Photographs taken by professionals for the railroads and governments, and used in sales posters were also offered free of charge to encyclopedias and authors of books. These highly selective and perhaps misleading images, by their placement in multiple information sources beside the advertisements gained a sort of authority and truth that they may otherwise not have had. By their presence in "factual" books they acquired, through their context, a truth beyond what they deserved.
Around the same time I was listening to a radio program where in-store video cameras were being discussed. It seems a shoplifter was filmed and the film released to youtube for wide distribution. The usual discussion of privacy rights, shame and deterrance ensued but one panel member brought up the problem of images with a lack of context.
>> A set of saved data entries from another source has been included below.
//! Background feed refresh
//!
//! A refresh cycle fetches the feed, lets the cache store the outcome, and hands
//! that same outcome to whoever awaits it. The cycle is spawned onto the tokio
//! runtime, so it runs to completion even if the request that started it goes away.

use std::sync::Arc;
use std::time::{Duration, Instant};

use futures::future::{BoxFuture, FutureExt, Shared};
use geojson::FeatureCollection;
use tracing::{info, warn};

use crate::data::FeedError;

/// Outcome of one refresh cycle, cheap to clone to every waiter
pub type RefreshResult = Result<Arc<FeatureCollection>, Arc<FeedError>>;

/// Configuration for the refresh policy
#[derive(Debug, Clone)]
pub struct RefreshConfig {
    /// How long a fetched collection is served before the next request refetches
    pub refetch_interval: Duration,
}

impl Default for RefreshConfig {
    fn default() -> Self {
        Self {
            refetch_interval: Duration::from_secs(30),
        }
    }
}

impl RefreshConfig {
    /// Refetch interval in whole milliseconds, saturating at `i64::MAX`
    pub fn refetch_interval_millis(&self) -> i64 {
        i64::try_from(self.refetch_interval.as_millis()).unwrap_or(i64::MAX)
    }
}

/// Handle to an in-flight refresh cycle
#[derive(Clone)]
pub struct RefreshTask {
    cycle: Shared<BoxFuture<'static, RefreshResult>>,
}

impl RefreshTask {
    /// Spawns a refresh cycle
    ///
    /// # Arguments
    /// * `fetch` - Future producing the transformed feed
    /// * `on_complete` - Called once with the outcome, before any waiter sees it
    pub fn spawn<F>(
        fetch: BoxFuture<'static, Result<FeatureCollection, FeedError>>,
        on_complete: F,
    ) -> Self
    where
        F: FnOnce(&RefreshResult) + Send + 'static,
    {
        let cycle = async move {
            let started = Instant::now();
            let result = fetch.await.map(Arc::new).map_err(Arc::new);

            match &result {
                Ok(collection) => info!(
                    features = collection.features.len(),
                    elapsed_ms = started.elapsed().as_millis() as u64,
                    "refreshed station feed"
                ),
                Err(err) => warn!(
                    error = %err,
                    elapsed_ms = started.elapsed().as_millis() as u64,
                    "station feed refresh failed"
                ),
            }

            on_complete(&result);
            result
        }
        .boxed()
        .shared();

        tokio::spawn(cycle.clone());

        Self { cycle }
    }

    /// Waits for the cycle to finish
    pub async fn wait(self) -> RefreshResult {
        self.cycle.await
    }
}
He noted that when he shops with his baby he uses the baby-bag as a shopping cart and a video of him putting cans of soup into the diaper bag would, without further context, appear to prove that he's a shoplifter.
In one case context adds "untruth" and in another the lack of context does the same thing.
Stock photography seems to be a complex challenge to the idea that "photographs never lie". A stock photograph is usually a shot of something that never existed and is intended to be dropped into a context that provides it with any reality it will ever have. The businessman with briefcase jumping in the air (in reality a model in a studio) becomes the exemplar of the company's great strides forward in the annual report. The model certainly existed, as did the briefcase, but what is the "truth" of that image in isolation?
Archive photography can be just as slippery. Commercial shots taken of happy farmers in front of their machinery from Massey Harris can, on incorporation into a government archive, become examples of typical farming practices on the Prairie to be used in school textbooks.
Without context it becomes hard to determine what any photograph means. This isn't quite the case with words. Images that are essentially meaningless, but pleasing to the eye, can be created and accumulated to be put into different contexts which will then create their meaning. The only comparable situation for words that I can think of is the notebook of interesting phrases that the poet creates. "Her lips a rose petal in ice" might reside alone and barren of meaning for years until the appropriate poem is written.
But what is that phrase except an image in our minds, ready to be contextualized just like our happy, hoppy businessman? We each see that rose petal locked in ice, frozen in time, but do we all see it the same way? Write the poem and put it beside a photograph of the petal in ice and we now guide the reader/viewer toward a common and perhaps desired way of seeing the poem. Much like the carefully photographed image of a small town was used to convince the European farmer that the Canadian Prairie wasn't really miles and miles of miles and miles punctuated by six buildings calling itself a town.